By Robert Munro
Plain text is the world’s largest source of digital information. As the amount of unstructured text grows, so does the percentage of text that is not in English. The majority of the world’s data is now unstructured text outside of English. So unless you’re an exceptional polyglot, you can’t understand most of what’s out there, even if you want to.
Language technologies underlie many of our daily activities. Search engines, spam filtering, and news personalization (including your social media feeds) all employ smart, adaptive knowledge of how we communicate. We can automate many of these tasks well, but there are places where we fall short. For example, the world’s most spoken language, Mandarin Chinese, is typically written without spaces. “解放大道” can mean “Liberation Avenue” or “Solution Enlarged Road” depending on where you interpret the gaps. It’s a kind of ambiguity that we only need to worry about in English when we’re registering domain names and inventing hashtags (something the folk at “Who Represents” didn’t worry about enough). For Chinese, we still don’t get it right with automated systems: the best systems get an error every 20 words or so. We face similar problems for about a quarter of the world’s data. We can’t even reliably tell you what the words are, let alone extract complex information at scale.
We’ll talk more about the state-of-the-art in language technologies at Strata 2013. For this article, we decided to answer a more basic question: “how are people actually communicating right now?”
The infographic accompanying this article shows the breakdown of what languages people are using for face-to-face communication, relative to phone-based communication and internet-enabled communication. By word count, almost 7% of the world’s communications are now mediated by digital technologies:
- Every three months, the world’s text messages exceed the word count of every book ever published.
- Text is cheap: every utterance since the start of humanity would take up less than 1% of the world’s current digital storage capacity (about 50 exabytes, assuming 110B people have averaged 16,000 words a day for 20 years each).
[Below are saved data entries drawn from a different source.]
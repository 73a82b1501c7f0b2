use serde::{Deserialize, Serialize};
use std::fmt;

#[derive(Debug, Clone, Copy, PartialEq, Eq, Hash, Serialize, Deserialize)]
#[serde(rename_all = "kebab-case")]
pub enum Principle {
    SingleResponsibility,
    OpenClosed,
    LiskovSubstitution,
    InterfaceSegregation,
    DependencyInversion,
}

impl Principle {
    /// Every principle, in SOLID order.
    pub const ALL: [Principle; 5] = [
        Principle::SingleResponsibility,
        Principle::OpenClosed,
        Principle::LiskovSubstitution,
        Principle::InterfaceSegregation,
        Principle::DependencyInversion,
    ];

    pub fn abbreviation(&self) -> &'static str {
        match self {
            Principle::SingleResponsibility => "srp",
            Principle::OpenClosed => "ocp",
            Principle::LiskovSubstitution => "lsp",
            Principle::InterfaceSegregation => "isp",
            Principle::DependencyInversion => "dip",
        }
    }
}

impl fmt::Display for Principle {
    fn fmt(&self, f: &mut fmt::Formatter<'_>) -> fmt::Result {
        let name = match self {
            Principle::SingleResponsibility => "Single Responsibility",
            Principle::OpenClosed => "Open/Closed",
            Principle::LiskovSubstitution => "Liskov Substitution",
            Principle::InterfaceSegregation => "Interface Segregation",
            Principle::DependencyInversion => "Dependency Inversion",
        };
        f.write_str(name)
    }
}

/// Which side of an example pair: the violating design or the compliant one.
#[derive(Debug, Clone, Copy, PartialEq, Eq, Hash, Serialize, Deserialize)]
#[serde(rename_all = "lowercase")]
pub enum Variant {
    Before,
    After,
}

impl Variant {
    pub const ALL: [Variant; 2] = [Variant::Before, Variant::After];
}

impl fmt::Display for Variant {
    fn fmt(&self, f: &mut fmt::Formatter<'_>) -> fmt::Result {
        match self {
            Variant::Before => f.write_str("before"),
            Variant::After => f.write_str("after"),
        }
    }
}

/// The ordered lines one example printed.
#[derive(Debug, Clone, PartialEq, Eq, Serialize, Deserialize)]
pub struct Transcript {
    pub principle: Principle,
    pub variant: Variant,
    pub lines: Vec<String>,
}
use super::print_journal;
use crate::config::toml_config::JournalConfig;
use crate::domain::model::{Principle, Variant};
use crate::domain::ports::{Demo, SharedConsole};
use crate::utils::error::{Result, SolidError};
use crate::utils::validation::validate_url;
use std::fmt;
use url::Url;

/// Keeps entries and also saves and loads itself.
pub struct Journal {
    entries: Vec<String>,
    count: usize,
    console: SharedConsole,
}

impl Journal {
    pub fn new(console: SharedConsole) -> Self {
        Self {
            entries: Vec::new(),
            count: 0,
            console,
        }
    }

    pub fn add_entry(&mut self, text: &str) -> usize {
        self.count += 1;
        self.entries.push(format!("{}: {}", self.count, text));
        self.count - 1
    }

    pub fn remove_entry(&mut self, index: usize) -> Result<String> {
        if index >= self.entries.len() {
            return Err(SolidError::EntryOutOfRange {
                index,
                len: self.entries.len(),
            });
        }
        Ok(self.entries.remove(index))
    }

    pub fn entries(&self) -> &[String] {
        &self.entries
    }

    // Storage concerns below change for reasons unrelated to journaling.

    pub fn save(&self, filename: &str, overwrite: bool) {
        tracing::debug!("Saving {} entries (overwrite: {})", self.entries.len(), overwrite);
        self.console.print(&format!("Saving journal to {}", filename));
    }

    pub fn load_from_file(&self, filename: &str) {
        self.console.print(&format!("Loading journal from {}", filename));
    }

    pub fn load_from_url(&self, url: &Url) {
        self.console.print(&format!("Loading journal from {}", url));
    }
}

impl fmt::Display for Journal {
    fn fmt(&self, f: &mut fmt::Formatter<'_>) -> fmt::Result {
        f.write_str(&self.entries.join("\n"))
    }
}

pub struct JournalDemo {
    config: JournalConfig,
}

impl JournalDemo {
    pub fn new(config: JournalConfig) -> Self {
        Self { config }
    }
}

impl Demo for JournalDemo {
    fn principle(&self) -> Principle {
        Principle::SingleResponsibility
    }

    fn variant(&self) -> Variant {
        Variant::Before
    }

    fn run(&self, console: SharedConsole) -> Result<()> {
        let mut journal = Journal::new(console.clone());
        for text in &self.config.entries {
            journal.add_entry(text);
        }
        print_journal(console.as_ref(), journal.entries());

        journal.remove_entry(self.config.remove_index)?;
        print_journal(console.as_ref(), journal.entries());

        journal.save(&self.config.destination, self.config.overwrite);

        if let Some(filename) = &self.config.load_file {
            journal.load_from_file(filename);
        }
        if let Some(url) = &self.config.load_url {
            let url = validate_url("journal.load_url", url)?;
            journal.load_from_url(&url);
        }

        Ok(())
    }
}

#[cfg(test)]
mod tests {
    use super::*;
    use crate::adapters::MemoryConsole;
    use std::sync::Arc;

    #[test]
    fn test_journal_saves_itself() {
        let console = MemoryConsole::new();
        let mut journal = Journal::new(Arc::new(console.clone()));
        assert_eq!(journal.add_entry("Completed GitHub advance course"), 0);
        assert_eq!(journal.add_entry("Completed ReactNative course"), 1);

        journal.save("myJournal.txt", false);

        assert_eq!(
            journal.to_string(),
            "1: Completed GitHub advance course\n2: Completed ReactNative course"
        );
        assert_eq!(console.lines(), vec!["Saving journal to myJournal.txt"]);
    }
}
use anyhow::Context;
use solid_principles::utils::logger;
use solid_principles::{run_example, Principle, Variant};

fn main() -> anyhow::Result<()> {
    logger::init_cli_logger(false);

    run_example(Principle::OpenClosed, Variant::Before)
        .context("ocp_before example failed")
}
use anyhow::Context;
use solid_principles::utils::logger;
use solid_principles::{run_example, Principle, Variant};

fn main() -> anyhow::Result<()> {
    logger::init_cli_logger(false);

    run_example(Principle::OpenClosed, Variant::After)
        .context("ocp_after example failed")
}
- The Twitter ‘firehose’, outside the processing capacity of most organizations, would be about the size of dot above the “i” in “English”.
- There are more than 6,000 other languages: only the top 1% are shown.
- Not one language from the Americas or Australia made the cut.
- Also omitted, email spam would be larger than every block except spoken Mandarin (官話).
- Short messages (sms and instant messaging) account for nearly 2% of the world’s communications. This makes short message communication the most popular and linguistically diverse form of written communication that has ever existed.
- If the Facebook ‘like’ was considered a one-word language, it would be in the top 5% most widely spoken languages (although still outside the top 200).
- Your browser probably won’t show Sundanese script (ᮘᮞ ᮞᮥᮔ᮪ᮓ), even though the world’s Sundanese speakers out-number the populations of New York, London, Tokyo and Moscow, combined.
- You misread that last point as “Sudanese” which is a variety of Arabic (العربية) and were surprised at the difference: we have a blind-spot when it comes to knowing about the existence of languages.
- Is a picture worth a 1,000 words? If so, shared pictures would double the size of the “social networks” block.
- Across all the world’s communications, 5 in every 10,000 words are directed at machines, not people: mainly search engines.
Perhaps the most surprising outcome for many people will be the relatively small footprint of internet publications (www). Between all the news sites, blogs, and other sites, we simply aren’t adding that much content when counting by words produced. The persistence of web pages means that they are consumed more often, and there is a bias towards more dominant languages like English, especially in areas like technology and scientific publications. But when we use digital technologies to communicate, most of us are privately interacting via sms, email and instant messaging, and more likely to communicate in our first languages as a result.
As the connected world gradually takes in more of the actual world, we can expect the diversity of technology-enabled communication to more closely align with face-to-face communication. Understanding human communication at scale will be central to the next generation of people-centric technologies.